融合LightGBM的ResNeXt气象目标细粒度识别方法

欧阳彤, 汪玲, 朱岱寅, 李勇   

  1. 南京航空航天大学电子信息工程学院, 江苏 南京 211106
  • 收稿日期:2023-09-12 出版日期:2024-11-25 发布日期:2024-12-30
  • 通讯作者: 汪玲
  • 作者简介:欧阳彤(1997—), 女, 硕士研究生, 主要研究方向为气象雷达目标识别
    汪玲(1977—), 女, 教授, 博士, 主要研究方向为雷达信号处理
    朱岱寅(1974—), 男, 教授, 博士, 主要研究方向为合成孔径雷达/逆合成孔径雷达成像、自聚焦算法、干涉合成孔径雷达成像、合成孔径雷达地面动目标指示、机载雷达动目标指示
    李勇(1977—), 男, 副教授, 博士, 主要研究方向为雷达信号处理、雷达系统
  • 基金资助:
    工信部民机专项(MJ-2018-S-28)

Fine-grained recognition method for meteorological targets in ResNeXt fused with LightGBM

Tong OUYANG, Ling WANG, Daiyin ZHU, Yong LI   

  1. College of Electronic and Information Engineering, Nanjing University of Aeronautics and Astronautics, Nanjing 211106, China
  • Received:2023-09-12 Online:2024-11-25 Published:2024-12-30
  • Contact: Ling WANG

摘要:

为精确识别气象目标与混杂其中的非气象目标,提出一种融合轻量级梯度提升机(light gradient boosting machine,LightGBM)与残差网络的残差网络(residual network of residual network: next generation, ResNeXt) 的气象目标识别方法。首先,制作块状样本数据集,以此数据集为驱动,建立以ResNeXt为基础的气象目标识别网络模型,实现以块状数据样本为识别单位的气象目标粗粒度识别,识别精度可达99.6%以上;然后,再将此粗粒度结果与参考数据的差异值纳入LightGBM分类器,得到以雷达采样单元为识别单位的细粒度识别结果。结合实际观测数据,证明所提方法融合了LightGBM细粒度识别与ResNeXt高精度识别的能力,能够完成气象目标与杂波的判别,判别结果与参考结果高度一致。结合实际观测数据,证明所提方法融合了LightGBM细粒度识别与ResNeXt高精度识别的能力,能够完成气象目标与杂波的判别,判别结果与参考结果高度一致。

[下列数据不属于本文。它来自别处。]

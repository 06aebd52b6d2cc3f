//! Application error type.
//!
//! Every handler returns `Result<_, AppError>`. The error renders as the uniform
//! error envelope:
//!
//! ```json
//! { "error": { "message": "Missing required fields: title", "fields": ["title"] } }
//! ```
//!
//! Server errors (5xx) never echo the underlying error text to the client. They
//! respond with the outermost `anyhow` context attached by the service layer
//! (e.g. "Error fetching books"), or with "Internal server error" when no context
//! was attached. The full error chain is logged.

use anyhow::Error;
use axum::{
    Json,
    http::StatusCode,
    response::{IntoResponse, Response},
};
use serde_json::{Map, Value, json};
use tracing::error;

#[derive(Debug)]
pub struct AppError {
    pub status: StatusCode,
    pub error: Error,
    /// Offending request fields, reported for validation failures.
    pub fields: Vec<String>,
}

impl AppError {
    pub fn new<E>(status: StatusCode, err: E) -> Self
    where
        E: Into<Error>,
    {
        Self {
            status,
            error: err.into(),
            fields: Vec::new(),
        }
    }

    pub fn internal<E>(err: E) -> Self
    where
        E: Into<Error>,
    {
        Self::new(StatusCode::INTERNAL_SERVER_ERROR, err)
    }

    pub fn not_found<E>(err: E) -> Self
    where
        E: Into<Error>,
    {
        Self::new(StatusCode::NOT_FOUND, err)
    }

    pub fn bad_request<E>(err: E) -> Self
    where
        E: Into<Error>,
    {
        Self::new(StatusCode::BAD_REQUEST, err)
    }

    pub fn unauthorized(message: impl Into<String>) -> Self {
        Self::new(StatusCode::UNAUTHORIZED, anyhow::anyhow!(message.into()))
    }

    pub fn forbidden(message: impl Into<String>) -> Self {
        Self::new(StatusCode::FORBIDDEN, anyhow::anyhow!(message.into()))
    }

    /// Validation failure listing the required fields that were absent or blank.
    pub fn missing_fields(mut fields: Vec<String>) -> Self {
        fields.sort();
        fields.dedup();
        let message = format!("Missing required fields: {}", fields.join(", "));
        Self {
            status: StatusCode::BAD_REQUEST,
            error: anyhow::anyhow!(message),
            fields,
        }
    }

    /// The message sent to the client.
    pub fn public_message(&self) -> String {
        if !self.status.is_server_error() {
            return self.error.to_string();
        }

        if self.error.chain().count() > 1 {
            self.error.to_string()
        } else {
            "Internal server error".to_string()
        }
    }
}

impl IntoResponse for AppError {
    fn into_response(self) -> Response {
        if self.status.is_server_error() {
            error!(
                status = %self.status.as_u16(),
                error = %format!("{:#}", self.error),
                "Request failed"
            );
        }

        let mut body = Map::new();
        body.insert("message".to_string(), Value::String(self.public_message()));
        if !self.fields.is_empty() {
            body.insert("fields".to_string(), json!(self.fields));
        }

        (self.status, Json(json!({ "error": body }))).into_response()
    }
}

impl<E> From<E> for AppError
where
    E: Into<Error>,
{
    fn from(err: E) -> Self {
        AppError::internal(err)
    }
}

关键词: 气象雷达, 气象目标识别, 残差网络, 轻量级梯度提升机, 融合, 深度学习

Abstract:

In order to accurately identify meteorological targets and non-meteorological targets mixed in the meteorological targets, a meteorological target recognition method that combines light gradient boosting machine (LightGBM) and residual network of residual network: next generation(ResNeXt) network is proposed. Firstly, a block sample dataset is produced, and this dataset is used as a driver to establish a meteorological target recognition network model based on the ResNeXt. This model realizes a coarse-grained recognition of meteorological targets with block data samples as the recognition unit with the recognition accuracy of more than 99.6%. Then, the difference between the coarse-grained recognition results and the reference data is included in the LightGBM classifier so the fine-grained recognition results with the radar sampling unit as recognition unit are obtained. Combined with the actual observation data, it is proved that the proposed method combines the ability of fine-grained recognition of LightGBM with the ability of high-precision recognition of ResNeXt, which can distinguish meteorological targets from clutter, and the distinguishing results are highly consistent with the reference results.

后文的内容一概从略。